■ **Records for processing**:
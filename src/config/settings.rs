use crate::config::ConfigError;
use serde::{Deserialize, Serialize};
use std::fs;
use std::path::Path;

pub const DEFAULT_API_BASE: &str = "https://api.agentforge.dev";
pub const DEFAULT_SANDBOX_TEMPLATE: &str = "code-interpreter";
pub const DEFAULT_SANDBOX_TIMEOUT_SECONDS: u64 = 3600;

/// Client settings for the agent platform backend. The bearer token is
/// consumed opaquely; agentforge never mints or refreshes it.
#[derive(Debug, Clone, PartialEq, Eq, Serialize, Deserialize)]
#[serde(deny_unknown_fields)]
pub struct Settings {
    pub api_base_url: String,
    #[serde(default)]
    pub api_token: Option<String>,
    #[serde(default = "default_sandbox_template")]
    pub sandbox_template_id: String,
    #[serde(default = "default_sandbox_timeout")]
    pub sandbox_timeout_seconds: u64,
}

fn default_sandbox_template() -> String {
    DEFAULT_SANDBOX_TEMPLATE.to_string()
}

fn default_sandbox_timeout() -> u64 {
    DEFAULT_SANDBOX_TIMEOUT_SECONDS
}

impl Default for Settings {
    fn default() -> Self {
        Self {
            api_base_url: DEFAULT_API_BASE.to_string(),
            api_token: None,
            sandbox_template_id: default_sandbox_template(),
            sandbox_timeout_seconds: default_sandbox_timeout(),
        }
    }
}

impl Settings {
    pub fn from_path(path: &Path) -> Result<Self, ConfigError> {
        let raw = fs::read_to_string(path).map_err(|source| ConfigError::Read {
            path: path.display().to_string(),
            source,
        })?;
        serde_yaml::from_str(&raw).map_err(|source| ConfigError::Parse {
            path: path.display().to_string(),
            source,
        })
    }

    pub fn validate(&self) -> Result<(), ConfigError> {
        let base = self.api_base_url.trim();
        if base.is_empty() {
            return Err(ConfigError::Settings(
                "api_base_url must be non-empty".to_string(),
            ));
        }
        if !base.starts_with("http://") && !base.starts_with("https://") {
            return Err(ConfigError::Settings(format!(
                "api_base_url must use http or https, got `{base}`"
            )));
        }
        if self.sandbox_template_id.trim().is_empty() {
            return Err(ConfigError::Settings(
                "sandbox_template_id must be non-empty".to_string(),
            ));
        }
        if self.sandbox_timeout_seconds < 1 {
            return Err(ConfigError::Settings(
                "sandbox_timeout_seconds must be >= 1".to_string(),
            ));
        }
        Ok(())
    }
}

#[cfg(test)]
mod tests {
    use super::*;

    #[test]
    fn settings_parse_fills_sandbox_defaults() {
        let settings: Settings = serde_yaml::from_str(
            r#"
api_base_url: https://backend.example.com
api_token: tok-123
"#,
        )
        .expect("parse settings");
        assert_eq!(settings.sandbox_template_id, DEFAULT_SANDBOX_TEMPLATE);
        assert_eq!(
            settings.sandbox_timeout_seconds,
            DEFAULT_SANDBOX_TIMEOUT_SECONDS
        );
        settings.validate().expect("validation succeeds");
    }

    #[test]
    fn settings_validation_rejects_blank_or_non_http_base_url() {
        let mut settings = Settings::default();
        settings.api_base_url = "  ".to_string();
        assert!(matches!(
            settings.validate(),
            Err(ConfigError::Settings(message)) if message.contains("non-empty")
        ));

        settings.api_base_url = "ftp://backend.example.com".to_string();
        assert!(matches!(
            settings.validate(),
            Err(ConfigError::Settings(message)) if message.contains("http")
        ));
    }

    #[test]
    fn settings_validation_rejects_zero_sandbox_timeout() {
        let mut settings = Settings::default();
        settings.sandbox_timeout_seconds = 0;
        assert!(matches!(
            settings.validate(),
            Err(ConfigError::Settings(message)) if message.contains("sandbox_timeout_seconds")
        ));
    }

    #[test]
    fn settings_reject_unknown_fields() {
        let err = serde_yaml::from_str::<Settings>(
            r#"
api_base_url: https://backend.example.com
legacy_field: true
"#,
        )
        .expect_err("unknown field must fail");
        assert!(err.to_string().contains("unknown field"));
    }
}
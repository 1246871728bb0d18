pub mod ids;
pub mod logging;
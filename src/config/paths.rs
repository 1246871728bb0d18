use crate::config::ConfigError;
use std::path::PathBuf;

pub const GLOBAL_STATE_DIR: &str = ".agentforge";
pub const GLOBAL_SETTINGS_FILE_NAME: &str = "config.yaml";

pub fn default_state_root() -> Result<PathBuf, ConfigError> {
    let home = std::env::var_os("HOME").ok_or(ConfigError::HomeDirectoryUnavailable)?;
    Ok(PathBuf::from(home).join(GLOBAL_STATE_DIR))
}

pub fn default_global_config_path() -> Result<PathBuf, ConfigError> {
    Ok(default_state_root()?.join(GLOBAL_SETTINGS_FILE_NAME))
}
pub mod draft;
pub mod machine;
pub mod steps;
pub mod tools;

pub use draft::{
    AgentDraft, AgentType, Architecture, LlmSettings, McpAdapterConfig, McpTransport,
    DEFAULT_TEMPERATURE,
};
pub use machine::{ConfigureKind, Direction, WizardError, WizardMachine, WizardStage};
pub use steps::{
    framework_option, framework_options, validate_configure_form, AgentTypeOption,
    ArchitectureOption, ConfigureForm, FieldError, FrameworkOption, AGENT_TYPE_OPTIONS,
    ARCHITECTURE_OPTIONS, TEMPERATURE_MAX, TEMPERATURE_MIN,
};
pub use tools::{
    extract_placeholders, flatten_params, HttpMethod, ParamKind, ParamPair, ToolDefinition,
    ToolField, HTTP_METHOD_OPTIONS,
};
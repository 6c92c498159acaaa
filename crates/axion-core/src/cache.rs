//! Time-boxed memoization of remote lookups
//!
//! The cache has two independent slot classes sharing one TTL:
//! - a single directory slot holding a whole [`Registry`] snapshot
//!   (devices, maintainers and support groups are stored and expire together)
//! - keyed build slots holding one lookup result per (codename, variant)
//!
//! An entry is valid while `now - stored_at < ttl`. Expired entries are
//! reported as absent and are only replaced by the next store, never extended.

use std::collections::HashMap;
use std::sync::Arc;
use std::time::{Duration, Instant};
use tokio::sync::RwLock;
use tracing::debug;

use crate::builds::{BuildKey, BuildRecord};
use crate::registry::Registry;

/// Default freshness window for both slot classes (1 minute)
pub const DEFAULT_TTL: Duration = Duration::from_secs(60);

/// Default upper bound on distinct build keys held at once
pub const DEFAULT_MAX_BUILD_ENTRIES: usize = 512;

/// A cached value with the instant it was stored
#[derive(Debug, Clone)]
pub struct CacheEntry<T> {
    pub value: T,
    pub stored_at: Instant,
}

impl<T> CacheEntry<T> {
    /// Wrap a value, stamping it with the current instant
    pub fn new(value: T) -> Self {
        Self {
            value,
            stored_at: Instant::now(),
        }
    }

    /// Whether this entry is still inside the freshness window
    pub fn is_fresh(&self, ttl: Duration) -> bool {
        self.stored_at.elapsed() < ttl
    }
}

/// Process-wide cache for the device directory and build lookups
///
/// Constructed once and shared (behind an `Arc`) by the registry loader
/// and the build lookup service.
pub struct FreshnessCache {
    ttl: Duration,
    /// Maximum number of build keys; 0 disables build caching entirely
    max_build_entries: usize,
    directory: RwLock<Option<CacheEntry<Arc<Registry>>>>,
    builds: RwLock<HashMap<BuildKey, CacheEntry<Option<BuildRecord>>>>,
}

impl FreshnessCache {
    /// Create an empty cache
    pub fn new(ttl: Duration, max_build_entries: usize) -> Self {
        Self {
            ttl,
            max_build_entries,
            directory: RwLock::new(None),
            builds: RwLock::new(HashMap::new()),
        }
    }

    /// Get the cached directory snapshot if it is still fresh
    pub async fn directory(&self) -> Option<Arc<Registry>> {
        let slot = self.directory.read().await;
        slot.as_ref()
            .filter(|entry| entry.is_fresh(self.ttl))
            .map(|entry| entry.value.clone())
    }

    /// Replace the directory snapshot
    pub async fn store_directory(&self, registry: Arc<Registry>) {
        let mut slot = self.directory.write().await;
        debug!(devices = registry.len(), "Cached device directory");
        *slot = Some(CacheEntry::new(registry));
    }

    /// Get a cached build lookup result if it is still fresh
    ///
    /// The outer `Option` is the cache hit; the inner one is the lookup
    /// result itself, which is `None` for a cached "no build" answer.
    pub async fn build(&self, key: &BuildKey) -> Option<Option<BuildRecord>> {
        let builds = self.builds.read().await;
        builds
            .get(key)
            .filter(|entry| entry.is_fresh(self.ttl))
            .map(|entry| entry.value.clone())
    }

    /// Store a build lookup result, evicting to stay within capacity
    pub async fn store_build(&self, key: BuildKey, record: Option<BuildRecord>) {
        if self.max_build_entries == 0 {
            return;
        }

        let mut builds = self.builds.write().await;

        if !builds.contains_key(&key) && builds.len() >= self.max_build_entries {
            let ttl = self.ttl;
            builds.retain(|_, entry| entry.is_fresh(ttl));

            if builds.len() >= self.max_build_entries {
                let oldest = builds
                    .iter()
                    .min_by_key(|(_, entry)| entry.stored_at)
                    .map(|(key, _)| key.clone());
                if let Some(oldest) = oldest {
                    debug!(key = %oldest, "Evicting oldest build entry");
                    builds.remove(&oldest);
                }
            }
        }

        debug!(key = %key, found = record.is_some(), "Cached build lookup");
        builds.insert(key, CacheEntry::new(record));
    }

    /// Number of build keys currently held (fresh or not)
    pub async fn build_entries(&self) -> usize {
        self.builds.read().await.len()
    }
}

impl Default for FreshnessCache {
    fn default() -> Self {
        Self::new(DEFAULT_TTL, DEFAULT_MAX_BUILD_ENTRIES)
    }
}

#[cfg(test)]
mod tests {
    use super::*;
    use crate::builds::Variant;
    use crate::registry::parse_flat_text;

    fn record(version: &str) -> BuildRecord {
        BuildRecord {
            filename: format!("axion-{}.zip", version),
            version: version.to_string(),
            size: "1.00 GB".to_string(),
            date: "2025-03-01 12:00:00".to_string(),
            url: "https://example.com/axion.zip".to_string(),
            checksum: None,
        }
    }

    #[tokio::test]
    async fn test_directory_roundtrip_within_ttl() {
        let cache = FreshnessCache::default();
        assert!(cache.directory().await.is_none());

        let registry = Arc::new(parse_flat_text(
            "pipa=Xiaomi Pad 6=rmp=https://t.me/pipa\n",
        ));
        cache.store_directory(registry.clone()).await;

        let cached = cache.directory().await.unwrap();
        assert!(Arc::ptr_eq(&cached, &registry));
        // All three maps come from the same snapshot
        assert_eq!(cached.device_name("pipa"), Some("Xiaomi Pad 6"));
        assert_eq!(cached.find_maintainer("pipa"), Some("rmp"));
        assert_eq!(cached.support_group("pipa"), Some("https://t.me/pipa"));
    }

    #[tokio::test]
    async fn test_entries_expire_after_ttl() {
        let cache = FreshnessCache::new(Duration::from_millis(20), 8);
        let key = BuildKey::new("pipa", Variant::Gms);

        cache.store_directory(Arc::new(Registry::default())).await;
        cache.store_build(key.clone(), Some(record("1.0"))).await;
        assert!(cache.directory().await.is_some());
        assert!(cache.build(&key).await.is_some());

        tokio::time::sleep(Duration::from_millis(40)).await;

        assert!(cache.directory().await.is_none());
        assert!(cache.build(&key).await.is_none());
    }

    #[tokio::test]
    async fn test_negative_result_is_distinct_from_miss() {
        let cache = FreshnessCache::default();
        let key = BuildKey::new("pipa", Variant::Vanilla);

        assert_eq!(cache.build(&key).await, None);
        cache.store_build(key.clone(), None).await;
        assert_eq!(cache.build(&key).await, Some(None));
    }

    #[tokio::test]
    async fn test_capacity_evicts_oldest() {
        let cache = FreshnessCache::new(DEFAULT_TTL, 2);
        let first = BuildKey::new("a", Variant::Vanilla);
        let second = BuildKey::new("b", Variant::Vanilla);
        let third = BuildKey::new("c", Variant::Vanilla);

        cache.store_build(first.clone(), Some(record("1"))).await;
        tokio::time::sleep(Duration::from_millis(2)).await;
        cache.store_build(second.clone(), Some(record("2"))).await;
        tokio::time::sleep(Duration::from_millis(2)).await;
        cache.store_build(third.clone(), Some(record("3"))).await;

        assert_eq!(cache.build_entries().await, 2);
        assert!(cache.build(&first).await.is_none());
        assert!(cache.build(&third).await.is_some());

        // Overwriting an existing key never evicts
        cache.store_build(third.clone(), Some(record("4"))).await;
        assert_eq!(cache.build_entries().await, 2);
        assert!(cache.build(&second).await.is_some());
    }

    #[tokio::test]
    async fn test_zero_capacity_disables_build_cache() {
        let cache = FreshnessCache::new(DEFAULT_TTL, 0);
        let key = BuildKey::new("pipa", Variant::Gms);
        cache.store_build(key.clone(), Some(record("1"))).await;
        assert!(cache.build(&key).await.is_none());
    }
}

■ **Problem to solve**: Every line above that holds the string "join" should be copied into the answer.

■ **Output for this task**:
    Ok(PathBuf::from(home).join(GLOBAL_STATE_DIR))
    Ok(default_state_root()?.join(GLOBAL_SETTINGS_FILE_NAME))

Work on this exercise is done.